LISTEN FIRST

Author: Fr. Michael Byron
March 12, 2022

Most of us have at least once been with that person who is sure that he/she knows what they are talking about, but they don’t.  Sometimes they give unsolicited directions to the driver of the car.  Sometimes they are the ones who show up at the doctor’s office in order to tell the doctor what is wrong with their health and what needs to be done to about it.  Sometimes it’s the alleged student in the classroom who is there to explain what the teacher and everybody else in the room ought to already know, but don’t.  Sometimes it’s the guy in church who arrives to answer everyone’s questions about Jesus – questions that nobody has asked.  Often it is the one with the computer who’s here to help you, to “help you” with their skills and your lack thereof. 

What they all have in common is that they don’t know what in the world they are talking about, and they won’t be bothered to be told so.  To know what you don’t know is a wonderful gift to yourself – and more importantly to everyone around you.  And even when you do think that you know, what a blessing it is just to keep your mouth shut. Allowing those who are actually wise to lead us is a wonderful thing.

Enter Peter, James and John.  They’re on the mountain top where they had been invited to travel with Jesus.  And no sooner have they arrived than Peter begins explaining to everyone in the group how best to proceed on the journey.  “Look,” he says, “we’ll put up 3 tents here for everyone to stay in, and there will be just us to sit around, to sit at the feet of The Master, because we all know how this mission is supposed to play out.  Or at least I do.”  As St. Luke explains, it was not the first time that we have to be reminded that Peter just somehow didn’t always get it. He didn’t know what he was talking about.  This time, God literally had to put the disciples into a trance in order for all of them simply to be quiet because the one person who actually knew what he was talking about had not yet been allowed to speak.  “This is my son; listen to him.”  Listen first, listen first and then speak if you must.  It turns out that the mission had little to do with sitting around and everything to do with heading right into the encounter with danger, with misfortune, with putting ourselves at risk by getting close to the sick, challenging the false rules that seemed to carry the day, welcoming the poor and the rejects, pointing out religious hypocrisy, ultimately being led to suffering and death.  And Peter was thinking it was about basking in the pleasures of heavenly peace. 

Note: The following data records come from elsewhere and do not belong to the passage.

use super::fields::FieldErrors;
use super::input::{DateParts, StartingChildInput};
use chrono::NaiveDate;

pub const START_DATE: &str = "start_date";
pub const END_DATE: &str = "end_date";

/// Outcome of reading a day/month/year triple
#[derive(Debug, Clone, Copy, PartialEq, Eq)]
pub enum DateInput {
    /// Nothing entered
    Empty,
    /// Some but not all of day, month and year entered
    Incomplete,
    /// All parts entered but they are not a calendar date
    Invalid,
    Date(NaiveDate),
}

impl DateInput {
    pub fn from_parts(parts: &DateParts) -> Self {
        match (parts.year, parts.month, parts.day) {
            (None, None, None) => DateInput::Empty,
            (Some(year), Some(month), Some(day)) => NaiveDate::from_ymd_opt(year, month, day)
                .map_or(DateInput::Invalid, DateInput::Date),
            _ => DateInput::Incomplete,
        }
    }

    pub fn date(&self) -> Option<NaiveDate> {
        match self {
            DateInput::Date(date) => Some(*date),
            _ => None,
        }
    }

    fn error(&self) -> Option<&'static str> {
        match self {
            DateInput::Incomplete => Some("enter a day, month and year"),
            DateInput::Invalid => Some("enter a real date"),
            DateInput::Empty | DateInput::Date(_) => None,
        }
    }
}

/// A child whose Child Benefit started or stopped part way through the tax year.
///
/// A missing start date means the child was already eligible before the year
/// began, a missing end date that they are still eligible at its end.
#[derive(Debug, Clone, Copy, PartialEq, Eq)]
pub struct StartingChild {
    start: DateInput,
    end: DateInput,
}

impl StartingChild {
    pub fn new(start: Option<NaiveDate>, end: Option<NaiveDate>) -> Self {
        StartingChild {
            start: start.map_or(DateInput::Empty, DateInput::Date),
            end: end.map_or(DateInput::Empty, DateInput::Date),
        }
    }

    pub fn from_input(input: &StartingChildInput) -> Self {
        StartingChild {
            start: DateInput::from_parts(&input.start),
            end: DateInput::from_parts(&input.end),
        }
    }

    pub fn start_date(&self) -> Option<NaiveDate> {
        self.start.date()
    }

    pub fn end_date(&self) -> Option<NaiveDate> {
        self.end.date()
    }

    /// Check the entered dates, collecting every problem found
    pub fn validate(&self) -> FieldErrors {
        let mut errors = FieldErrors::default();
        if let Some(message) = self.start.error() {
            errors.add(START_DATE, message);
        }
        if let Some(message) = self.end.error() {
            errors.add(END_DATE, message);
        }
        if self.start == DateInput::Empty && self.end == DateInput::Empty {
            errors.add(START_DATE, "enter the date Child Benefit started or stopped");
        }
        if let (Some(start), Some(end)) = (self.start_date(), self.end_date()) {
            if start > end {
                errors.add(
                    END_DATE,
                    "the date Child Benefit stopped must be after the date it started",
                );
            }
        }
        errors
    }

    #[cfg(test)]
    pub fn is_valid(&self) -> bool {
        self.validate().is_empty()
    }
}
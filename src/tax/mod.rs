pub mod accrual;
pub mod charge;
pub mod income;
pub mod rates;
pub mod uk;

pub use accrual::WeekAccrual;
pub use charge::{ChargeEstimate, ClaimValidation, TaxChargeCalculator};
pub use income::IncomeSources;
pub use rates::RateTable;
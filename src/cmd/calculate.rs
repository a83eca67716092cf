//! Calculate command - estimate the High Income Child Benefit Charge for a claim

use crate::cmd::validate::print_validation;
use crate::cmd::{format_gbp, load_rates, read_claim};
use crate::tax::{ChargeEstimate, TaxChargeCalculator};
use clap::Args;
use std::path::PathBuf;

#[derive(Args, Debug)]
pub struct CalculateCommand {
    /// JSON file containing the claim (or "-" for stdin)
    #[arg(short, long)]
    claim: PathBuf,

    /// CSV file of child benefit rates to use instead of the published rates
    #[arg(short, long)]
    rates: Option<PathBuf>,

    /// Output as JSON instead of formatted text
    #[arg(long)]
    json: bool,
}

impl CalculateCommand {
    pub fn exec(&self) -> anyhow::Result<()> {
        let claim = read_claim(&self.claim)?;
        let rates = load_rates(self.rates.as_deref())?;
        let calculator = TaxChargeCalculator::new(&claim, &rates);

        if !calculator.can_calculate() {
            let validation = calculator.validate();
            log::warn!(
                "Claim has {} problem(s), not calculating",
                validation.error_count()
            );
            print_validation(&validation, self.json)?;
            std::process::exit(1);
        }

        let estimate = calculator.estimate()?;
        if self.json {
            println!("{}", serde_json::to_string_pretty(&estimate)?);
        } else {
            print_estimate(&estimate);
        }
        Ok(())
    }
}

fn print_estimate(estimate: &ChargeEstimate) {
    println!();
    println!("HIGH INCOME CHILD BENEFIT CHARGE ({})", estimate.tax_year);
    println!();
    println!(
        "  Child Benefit period:   {} to {}",
        estimate.child_benefit_start_date.format("%-d %B %Y"),
        estimate.child_benefit_end_date.format("%-d %B %Y")
    );
    println!(
        "  Adjusted net income:    {}",
        format_gbp(estimate.adjusted_net_income)
    );
    println!(
        "  Child Benefit received: {}",
        format_gbp(estimate.benefits_claimed_amount)
    );
    println!();

    if estimate.nothing_owed {
        println!("  There is no tax charge to pay.");
    } else {
        println!("  Tax charge:             {}%", estimate.percent_tax_charge);
        println!(
            "  Estimated charge:       {}",
            format_gbp(estimate.tax_estimate)
        );
    }
    println!();
}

We let God speak first, God speaks first, and then we respond.  Even when we gather here for Eucharist, there’s a deliberate reason for the scope and shape of our liturgy; God speaks first, and then we act.  The very last thing that God and the world need are wanna-be disciples who think they know how best to carry out God’s work without first finding out what God actually thinks about all that.  It began on the top of Mt. Tabor 2000 years ago and it has continued throughout the course of Christian history and it continues still. 
That’s why Lent still is so necessary.  It’s our time to sit down and let Jesus speak his word to us, but not in order to give us permission to remain in place.  It is in order to be certain just exactly what the mission is, what it’s supposed to look like in this time and this place, in a season of racism, climate change, barbaric wars, unprecedented greed and income disparity, division in politics and religion.  These are new times requiring God’s wisdom before our attempts to fix things all by ourselves.  There’s just too much out there that we don’t know about what we need to know, and we had better begin by knowing at least that much, and keeping our mouths shut until we do. 

Sin doesn’t necessarily mean that we run around engaged in doing bad things on purpose.  Sin can mean instead a kind of darkening of the inner light that was put in to our hearts originally at the beginning by God in order to help us find our way; and it can mean the temptation to speak before we know how, and to act before we really understand what we have been asked to do. Lent is invariably a call to change as the result of having listened, truly listened, to God’s word.  May we pray today for open ears first, and only then to respond as we must and as we aught.